Figure 5 also illustrates the overall imprecision of QF estimates. If QF estimates perfectly measured actual consumption, all of the data points would fall on the diagonal line. Conversely, QF estimates that overestimated actual consumption fall above the diagonal line and QF estimates that underestimate fall under the line diagonal line. Clearly, there are numerous data points off the diagonal line. This illustrates imprecision in QF estimates caused by the multiplication of ordinal items with underlying counts.

Non-Monotonic QF Estimates

Results also showed that QF estimates were not monotonically ordered in the NSDUH data. Referring again to Table 2, we found multiple cases in which smaller QF estimates had larger mean or median actual consumption than larger QF estimates. For example, the average actual consumption for the QF estimate of 19.5 was greater than the QF estimate of 22, the QF estimate of 52 was greater than the QF estimate of 56.25, and so on. In sum, the NSDUH data corroborated the concern that smaller QF estimates can, on average, represent greater alcohol consumption compared to larger QF estimates. Again, even though this concern about whether QF estimates are ordered is related to individual shifts in relative ranks, this is a unique threat to validity. It is possible to have individual-level shifts in ranks, but have monotonically ordered QF estimates.
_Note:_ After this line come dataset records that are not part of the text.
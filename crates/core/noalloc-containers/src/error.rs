//! The capacity-exhaustion error shared by every bounded container.

use core::fmt;

/// Returned when an operation would grow a container past its fixed capacity.
///
/// By-value pushes and inserts hand the rejected element back inside the
/// error so nothing is lost; batch operations such as
/// [`ArrayVec::try_extend_from_slice`](crate::vec::ArrayVec::try_extend_from_slice)
/// use the payload-free `CapacityError<()>`.
///
/// The container is never modified when this error is returned.
///
/// # Examples
///
/// ```
/// use noalloc_containers::vec::ArrayVec;
///
/// let mut vec = ArrayVec::<u8, 1>::new();
/// vec.push(1);
///
/// let err = vec.try_push(2).unwrap_err();
/// assert_eq!(err.element(), 2);
/// assert_eq!(vec.as_slice(), &[1]);
/// ```
#[derive(Clone, Copy, PartialEq, Eq)]
pub struct CapacityError<T = ()> {
    element: T,
}

impl<T> CapacityError<T> {
    /// Wraps the element that did not fit.
    #[must_use]
    pub const fn new(element: T) -> Self {
        Self { element }
    }

    /// Takes back the element that did not fit.
    #[must_use]
    pub fn element(self) -> T {
        self.element
    }

    /// Discards the rejected element, keeping only the error kind.
    #[must_use]
    pub fn simplify(self) -> CapacityError {
        CapacityError { element: () }
    }
}

impl<T> fmt::Debug for CapacityError<T> {
    fn fmt(&self, f: &mut fmt::Formatter<'_>) -> fmt::Result {
        f.write_str("CapacityError: AtCapacity")
    }
}

impl<T> fmt::Display for CapacityError<T> {
    fn fmt(&self, f: &mut fmt::Formatter<'_>) -> fmt::Result {
        f.write_str("container is at capacity")
    }
}

impl<T> core::error::Error for CapacityError<T> {}
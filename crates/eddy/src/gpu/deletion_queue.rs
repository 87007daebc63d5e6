//! Deferred GPU resource reclamation.
//!
//! Resources that may still be referenced by in-flight GPU work are parked
//! here and released later, once the owning frame slot's fence has been
//! waited on. The caller is responsible for that ordering; the queue itself
//! never touches the device timeline.

/// Ordered registry of pending destructions.
///
/// A full [`flush`](Self::flush) destroys tracked textures, then tracked
/// buffers, then runs the deletor closures in reverse registration order, so
/// a resource always outlives every later-registered closure that might
/// reference it. All three lists are emptied afterwards.
#[derive(Default)]
pub struct DeletionQueue {
    textures: Vec<wgpu::Texture>,
    buffers: Vec<wgpu::Buffer>,
    deletors: Vec<Box<dyn FnOnce()>>,
}

impl DeletionQueue {
    pub fn new() -> Self {
        Self::default()
    }

    pub fn enqueue_texture(&mut self, texture: wgpu::Texture) {
        self.textures.push(texture);
    }

    pub fn enqueue_buffer(&mut self, buffer: wgpu::Buffer) {
        self.buffers.push(buffer);
    }

    pub fn enqueue_deletor(&mut self, deletor: Box<dyn FnOnce()>) {
        self.deletors.push(deletor);
    }

    pub fn is_empty(&self) -> bool {
        self.textures.is_empty() && self.buffers.is_empty() && self.deletors.is_empty()
    }

    /// Destroys textures, then buffers, then runs deletors last-in-first-out.
    ///
    /// Must only be called once no in-flight submission references the
    /// enqueued resources.
    pub fn flush(&mut self) {
        for texture in self.textures.drain(..) {
            texture.destroy();
        }
        for buffer in self.buffers.drain(..) {
            buffer.destroy();
        }
        for deletor in self.deletors.drain(..).rev() {
            deletor();
        }
    }

    /// Runs only the deletor closures (still last-in-first-out), leaving any
    /// tracked textures and buffers in place.
    pub fn flush_deletors(&mut self) {
        for deletor in self.deletors.drain(..).rev() {
            deletor();
        }
    }
}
Unequal Estimates of Alcohol Use across Covariates

Our fourth concern was that QF estimates can be unequal as a function of covariates. In the NSDUH data, for many of the QF estimates, the average underlying alcohol consumption was similar for males and females. However, Table 3 shows QF estimates in which the average actual alcohol consumption levels for males and females differ by more than half of a drink. For example, males’ average actual consumption for a QF estimate of 30 was 2.9 drinks larger than females’ average consumption. Similarly, for the QF estimate of 50.75, males’ average alcohol consumption was 2.04 drinks larger than females’ average consumption. This means that, given these same QF estimates, males consumed more alcohol than females. Although these gender differences were usually such that males drank more than females, there were some QF estimates where females’ average consumption was larger than males’ consumption. This concern can directly undermine the validity of any formal inferential tests of gender differences in alcohol consumption.

Table 3.

Gender differences in actual consumption within QF estimates

Ordinal QF Males Females Mean Difference
Actual Consumption Actual Consumption
N Mean SD N Mean SD
22.00 105 20.61 4.65 84 21.40 4.87 −0.79
29.00 31 25.94 5.57 39 25.38 5.51 0.56
30.00 81 30.22 6.75 28 27.32 5.54 2.90
40.00 48 39.71 8.77 25 40.72 8.38 −1.01
41.25 69 38.88 6.93 45 37.60 6.45 1.28
50.75 82 44.34 8.93 73 42.30 9.27 2.04
56.25 55 53.82 9.32 23 54.43 7.79 −0.61
79.75 87 69.62 15.91 59 66.44 14.02 3.18

Note: QF estimates shown have a gender mean difference greater than |.5| and N greater than 15 for each gender. The “Mean Difference” column represents the difference between the mean actual consumption of males compared to females.

Discussion

We have shown both analytically and empirically the potential risks of multiplying ordinal items that consist of binned counts. We demonstrated that this measurement strategy poses unique risks beyond those identified in previous quantitative work on coarse categorization (e.g., MacCallum et al., 2002; Taylor et al., 2006). Our study focused specifically on QF measures of alcohol use although these findings will generalize to any situation in which this measurement strategy is employed. We showed that QF measures can overestimate actual alcohol consumption, fail to capture individuals’ relative ranks, and produce non-monotonic QF estimates that are not invariant across covariates. Taken together, our results provide clear evidence that QF measures are subject to significant threats to validity that directly impact the ability to accurately measure alcohol consumption. This, in turn, limits our ability to accurately test theoretically-derived research hypotheses.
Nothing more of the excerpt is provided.